毒親育ち、子どもを育てる

毒親の元育った私が子どもを育てた話。解毒に至る過程などもぼちぼち書きます。

母の言う通りに医者に告白したときの話

「あなたのために」は「自分のために」だから無視してもいい。

 

もちろん無視しなくてもいいけど、縛られることは絶対にない。

私は母から30年近く「あなたのために」色々してもらった。

アドバイスも貰った。

母は「あなたのために」と好きでもない年上のサラリーマンと再婚してくれた。

母は「あなたのために」と周りにいる敵について教えてくれた。

母は「あなたのために」と進学先を決めてくれた。

母は「あなたのために」と徒歩7分のバス停まで車で送り迎えしてくれた。

母は「あなたのために」と私の交際相手の人格について解説してくれた。

 

 

一番、想い出深い「あなたのために」はやはり結婚にまつわることだ。

夫と出会う前。

私が26歳のころ、母が突然倒れた。

病院に駆けつけ、母が寝ているベッドの傍で主治医(30代男性)と話していると母が目を覚ました。

ホッと安心したのも束の間。

主治医が病室を出た瞬間 母は言った。

「あの先生と結婚しなさい。
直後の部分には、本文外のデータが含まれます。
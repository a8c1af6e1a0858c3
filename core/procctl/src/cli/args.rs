use crate::domain::{Command, Endpoint, RunRequest};
use clap::builder::ArgAction;
use clap::value_parser;
use clap_complete::Shell;
use procutil::error::Error;
use std::ffi::OsString;
use std::path::PathBuf;

/// `run` のオプション（CLI から受け取ったまま）
#[derive(Debug, Clone, PartialEq, Default)]
pub struct RunOptions {
    pub stdin: Option<String>,
    pub stdout: Option<String>,
    pub stderr: Option<String>,
    pub stdin_fd: Option<i32>,
    pub stdout_fd: Option<i32>,
    pub stderr_fd: Option<i32>,
    pub append: bool,
    pub quiet: bool,
}

/// CLI から受け取った生の設定（command は文字列のまま保持）
#[derive(Debug, Clone, PartialEq, Default)]
pub struct Config {
    pub help: bool,
    /// JSONL ログの出力先（PROCCTL_LOG_FILE より優先）
    pub log_file: Option<String>,
    /// コマンド名（None の場合は Help）
    pub command_name: Option<String>,
    pub command_args: Vec<String>,
    pub run: RunOptions,
}

/// 解析結果: 通常の Config または補完スクリプト生成
#[derive(Debug, Clone)]
pub enum ParseOutcome {
    Config(Config),
    GenerateCompletion(Shell),
}

fn global_args(cmd: clap::Command) -> clap::Command {
    cmd.disable_help_flag(true)
        .arg(
            clap::Arg::new("help")
                .short('h')
                .long("help")
                .help("Print help")
                .action(ArgAction::SetTrue),
        )
        .arg(
            clap::Arg::new("log-file")
                .short('l')
                .long("log-file")
                .value_name("path")
                .help("Append JSONL logs to this file (sets PROCCTL_LOG_FILE for this process)")
                .num_args(1),
        )
        .arg(
            clap::Arg::new("generate")
                .long("generate")
                .value_name("shell")
                .help("Generate shell completion script")
                .value_parser(value_parser!(Shell))
                .num_args(1),
        )
}

fn stream_args(cmd: clap::Command, name: &'static str, fd_name: &'static str, short: char) -> clap::Command {
    cmd.arg(
        clap::Arg::new(name)
            .short(short)
            .long(name)
            .value_name("path")
            .help(format!("Attach {} of the command to this file", name))
            .num_args(1)
            .conflicts_with(fd_name),
    )
    .arg(
        clap::Arg::new(fd_name)
            .long(fd_name)
            .value_name("fd")
            .help(format!("Attach {} of the command to an already open descriptor", name))
            .value_parser(value_parser!(i32))
            .num_args(1),
    )
}

fn build_run_subcommand() -> clap::Command {
    let run = clap::Command::new("run")
        .about("Run a shell command with redirected stdin/stdout/stderr and wait for it");
    let run = stream_args(run, "stdin", "stdin-fd", 'i');
    let run = stream_args(run, "stdout", "stdout-fd", 'o');
    let run = stream_args(run, "stderr", "stderr-fd", 'e');
    run.arg(
        clap::Arg::new("append")
            .short('a')
            .long("append")
            .help("Append to --stdout/--stderr files instead of truncating")
            .action(ArgAction::SetTrue),
    )
    .arg(
        clap::Arg::new("quiet")
            .short('q')
            .long("quiet")
            .help("Do not print the termination status line")
            .action(ArgAction::SetTrue),
    )
    .arg(
        clap::Arg::new("command")
            .value_name("command")
            .help("Shell command (passed to sh -c)")
            .required(true)
            .num_args(1..)
            .trailing_var_arg(true)
            .allow_hyphen_values(true),
    )
}

pub(crate) fn build_clap_command() -> clap::Command {
    global_args(
        clap::Command::new("procctl")
            .about("Run shell commands with redirected descriptors and change the host name")
            .subcommand_required(false)
            .disable_help_subcommand(true)
            .subcommand(build_run_subcommand())
            .subcommand(
                clap::Command::new("hostname")
                    .about("Print the host name, or change it when a name is given")
                    .arg(clap::Arg::new("name").value_name("name").num_args(0..=1)),
            )
            .subcommand(clap::Command::new("help").about("Display this help message")),
    )
}

fn matches_to_run_options(m: &clap::ArgMatches) -> RunOptions {
    RunOptions {
        stdin: m.get_one::<String>("stdin").cloned(),
        stdout: m.get_one::<String>("stdout").cloned(),
        stderr: m.get_one::<String>("stderr").cloned(),
        stdin_fd: m.get_one::<i32>("stdin-fd").copied(),
        stdout_fd: m.get_one::<i32>("stdout-fd").copied(),
        stderr_fd: m.get_one::<i32>("stderr-fd").copied(),
        append: m.get_flag("append"),
        quiet: m.get_flag("quiet"),
    }
}

fn matches_to_config(matches: &clap::ArgMatches) -> Config {
    let help = matches.get_flag("help") || matches.subcommand_matches("help").is_some();
    let log_file = matches.get_one::<String>("log-file").cloned();

    let (command_name, command_args, run) = match matches.subcommand() {
        None | Some(("help", _)) => (None, Vec::new(), RunOptions::default()),
        Some(("run", m)) => (
            Some("run".to_string()),
            m.get_many::<String>("command")
                .map(|i| i.cloned().collect())
                .unwrap_or_default(),
            matches_to_run_options(m),
        ),
        Some(("hostname", m)) => (
            Some("hostname".to_string()),
            m.get_one::<String>("name").cloned().into_iter().collect(),
            RunOptions::default(),
        ),
        Some((name, _)) => (Some(name.to_string()), vec![], RunOptions::default()),
    };

    Config {
        help,
        log_file,
        command_name,
        command_args,
        run,
    }
}

/// コマンドラインを解析する。補完生成が要求された場合は ParseOutcome::GenerateCompletion を返す。
pub fn parse_args() -> Result<ParseOutcome, Error> {
    parse_args_from(std::env::args_os())
}

/// 任意の引数列を解析する（先頭はプログラム名）
pub fn parse_args_from<I, T>(args: I) -> Result<ParseOutcome, Error>
where
    I: IntoIterator<Item = T>,
    T: Into<OsString> + Clone,
{
    let matches = build_clap_command()
        .try_get_matches_from(args)
        .map_err(|e| Error::invalid_argument(e.to_string()))?;

    if let Some(&shell) = matches.get_one::<Shell>("generate") {
        return Ok(ParseOutcome::GenerateCompletion(shell));
    }

    Ok(ParseOutcome::Config(matches_to_config(&matches)))
}

/// 補完スクリプトを標準出力に出力する。
pub fn print_completion(shell: Shell) {
    let mut cmd = build_clap_command();
    clap_complete::generate(shell, &mut cmd, "procctl", &mut std::io::stdout());
}

fn endpoint(path: &Option<String>, fd: Option<i32>) -> Endpoint {
    match (path, fd) {
        (Some(p), _) => Endpoint::Path(PathBuf::from(p)),
        (None, Some(fd)) => Endpoint::Fd(fd),
        (None, None) => Endpoint::Inherit,
    }
}

/// Config を Command に変換する
pub fn config_to_command(config: &Config) -> Command {
    if config.help {
        return Command::Help;
    }
    match config.command_name.as_deref() {
        None => Command::Help,
        Some("run") => {
            let opts = &config.run;
            Command::Run(RunRequest {
                command: config.command_args.join(" "),
                stdin: endpoint(&opts.stdin, opts.stdin_fd),
                stdout: endpoint(&opts.stdout, opts.stdout_fd),
                stderr: endpoint(&opts.stderr, opts.stderr_fd),
                append: opts.append,
                quiet: opts.quiet,
            })
        }
        Some("hostname") => Command::Hostname {
            name: config.command_args.first().cloned(),
        },
        Some(name) => Command::Unknown(name.to_string()),
    }
}
//! Outbound ポート: アプリが外界（ファイル・環境変数）を使うための trait

pub mod env_resolver;
pub mod stream_opener;

pub use env_resolver::EnvResolver;
pub use stream_opener::StreamOpener;
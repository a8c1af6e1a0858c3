//! Ports & Adapters のポート定義
//!
//! - inbound: ドライバ（CLI）がアプリを呼び出すインターフェース
//! - outbound: ファイルを開く・環境変数を読む trait（実行・ホスト名・ログは procutil のポートを使う）

pub mod inbound;
pub mod outbound;
//! procctl 用アダプター実装（StreamOpener / EnvResolver の標準実装）

pub(crate) mod std_env_resolver;
pub(crate) mod std_stream_opener;

pub(crate) use std_env_resolver::{StdEnvResolver, LOG_FILE_ENV};
pub(crate) use std_stream_opener::StdStreamOpener;
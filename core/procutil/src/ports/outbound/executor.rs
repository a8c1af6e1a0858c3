//! プロセス実行 Outbound ポート
//!
//! usecase はこの trait 経由でのみ子プロセスを起動する。

use crate::domain::{ExecutionResult, ShellCommand};
use crate::error::Error;
use crate::exec::StdioFds;

/// シェルコマンドを 0/1/2 を差し替えて実行し、終了まで待つ抽象
///
/// 実装は `procutil::adapter::UnixExecutor`（fork/exec）やテスト用のモックなど。
pub trait ProcessExecutor: Send + Sync {
    fn execute(&self, command: &ShellCommand, fds: StdioFds) -> Result<ExecutionResult, Error>;
}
」

 

その日から母の「あの先生と結婚しなさい。」攻撃は凄かった。

お見舞いに行く度に

お医者さんと結婚すればどんな未来が待っているのか…細かく教えてくれた。

主治医の名前や年齢、人柄についても細かく教えてくれた。

正直、見た目はイマイチだったが

「ああいう人と結婚するのが、あなたが一番幸せになれる。」

「あなたが病室にいると、先生はうれしそうにしている。

あなたのことが好きに違いない。」

退院してからはもっと凄かった。

毎晩、1時間近く「あの先生と結婚しなさい。」という話が続けられた。

私の過去の恋愛のダメ出しがされ、私の見る目の無さをなじられた。

冷静に考えると、私も相当バカなんだがだんだんその気になってきていた。

軽く洗脳されていたのかもしれない。

そして、退院後の最後の診察の日。母に促されるまま

主治医にメルアド付きのメッセージカードを渡した。

 

翌日 主治医からメールが届いた。

詳しくは覚えていないが

「僕は既婚者なので…」という一文があったと思う。

 

母の言う通り、主治医はとても良い人だった。

ただし、既婚者だった。

 

入院から退院、そして複数回の診察。その間約3か月。

なぜ彼女の有無。もしくは既婚か未婚か確認しなかった??

 

母へ疑問をぶつけてみたところ、その答えがまた凄かった。

「だって、そんなこと聞いたら恥ずかしいじゃん」

 

「だって、恥ずかしいじゃん」

悪びれることなく、母は言った。

「残念だったね。」と。

 

恥ずかしいのは完全にこちらである。残念なのは母の頭である。

 

 

 

 

今、自分が母親になって思うのは母親は「こどものために」何かしているわけではない。

私がそうしたいからそうしているだけなのだ。

では、なぜ「あなたのために」を連呼するのか?

それは、自分を肯定したいだけだったのだと思う。

自分の人生や価値観、選択の数々を娘の人生に移植して、正解なのか見てみたいだけなのだ。

だから

「ほら、お母さんの言った通りでしょ」

「自分で決めたんだから、しっかりしなさい」

の間で悩んだりしなくていい。

「あなたのために」を連呼している連中は、本当は「自分のために」「自分を肯定するために」やっているだけだから。